I can’t vote for Mark Sanford. I can’t.

Which is a shame, because at one time I wanted to more than anything.

More than Joe Riley wants an endless parade of cruise ships in Charleston Harbor, more than Bobby Harrell wants to fly his plane on the taxpayers’ dime, even more than the Luv Guv wants to trace his fingers along Maria Belen Chapur’s tan lines. But the gerrymandering gods said no.

Sigh.

See, I may call Charleston County home, but I don’t live in the First District like Sanford and nearly all the other candidates in the race to fill Tim Scott’s seat — that is unless the secret sex cabal on C Street hasn’t taken care of it first, somewhere in the deep, dark recesses of their Beltway sex dungeon.
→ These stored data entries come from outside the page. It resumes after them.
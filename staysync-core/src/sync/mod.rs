mod backend;
mod engine;
mod report;

pub use backend::{AvailabilityOracle, ReservationBackend};
pub use engine::{ReconciliationEngine, SyncOptions};
pub use report::SyncResult;
pub mod availability;
pub mod export;
pub mod feeds;
pub mod login;
pub mod logout;
pub mod parse;
pub mod server_sync;
pub mod sync;
pub mod whoami;

use anyhow::Result;
use staysync_core::Property;
use staysync_core::api::ApiClient;
use staysync_core::session::SessionUser;

/// The logged-in user, or a hint to log in first.
fn require_user(client: &ApiClient) -> Result<SessionUser> {
    match client.session().user() {
        Some(user) if client.session().token().is_some() => Ok(user),
        _ => anyhow::bail!(
            "Not logged in.\n\n\
            Log in first with:\n  \
            staysync login <email>"
        ),
    }
}

/// One property by id, or every property.
async fn resolve_properties(client: &ApiClient, property_id: Option<&str>) -> Result<Vec<Property>> {
    match property_id {
        Some(id) => Ok(vec![client.get_property(id).await?]),
        None => Ok(client.list_properties().await?),
    }
}
use std::path::PathBuf;

use anyhow::{Context, Result};
use owo_colors::OwoColorize;
use staysync_core::api::ApiClient;
use staysync_core::ics::{export_filename, export_reservations};

pub async fn run(client: &ApiClient, property_id: &str, output: Option<PathBuf>) -> Result<()> {
    let property = client.get_property(property_id).await?;
    let reservations = client.reservations_for(Some(&property.id)).await?;

    let ics = export_reservations(&property, &reservations);
    let path = output.unwrap_or_else(|| PathBuf::from(export_filename(&property)));

    std::fs::write(&path, ics).with_context(|| format!("Failed to write {}", path.display()))?;

    println!(
        "{} Exported {} to {}",
        "✓".green(),
        property.display_name(),
        path.display().bold()
    );

    Ok(())
}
However, that doesn’t mean I have to stop caring. In fact, my love for the Luv Guv is stronger than ever. And it’s a love that I can only express in the form of slash fiction. Here goes:

Mark had cheated before. As much as he hated to admit it, at heart he was a cheater. He was just too good at it. He was also an egomaniacal sociopath so he really didn’t give a damn about who he harmed. It didn’t matter if it was Jenny and the boys or even his Argentinian soul mate. The heart wants what the heart wants and in Mark’s case, his heart was hard, oh so hard. Some might even say cruel.

It was a long day out on the campaign trail. Mark needed to get away from all the hand shakes and back slaps and attempts to feign interest in what anyone said to him — especially the vets at the VFW hall where Sanford had debated his fellow candidates. And so, he did what he liked to do in these cases. He ordered his driver to drive him back to his plantation.

There, back home, he was safe and secure and protected and sure of all that he felt and all that he knew about the love — nay, the lust — that he was now feeling, Sanford climbed on top of his John Deere ditch digger and he began to dig.

The first time Sanford thrust the ditch digger’s steel plow into the ground, the hardened earth resisted him. But he would not be denied. Not here. Not now. Not when he so desperately needed release. And so he thrust the plow’s head down, again and again and again, until the earth finally relented, parting itself willingly to the ditch digger’s thrusts.

And Mark dug deeper and deeper and deeper and deeper, the sweat building on his brow. He had begun to pant. His heart was racing. He was getting closer.

But he didn’t want it to stop just yet.

And so he ate a sandwich. Peanut butter and jelly to be exact.

The heat from the ditch digger had warmed the sandwich. The bread had become moist and the warm jelly had begun to ooze out over the crust. When Mark took a bite, the jelly spilled out onto his chin and then his bare chest. He swiped the jelly with his finger and licked it. He felt naughty. So deliciously naughty. With each bite, with each swallow, Sanford imagined that he was floating on clouds, that he was flying high over the Appalachian Trail.

When he was done, his face was covered in jelly. He licked the jelly off his lips and the corners of mouth and he moaned, “Yum.”

Tomorrow, he’d pack a pimento cheese, the creamiest one he could make.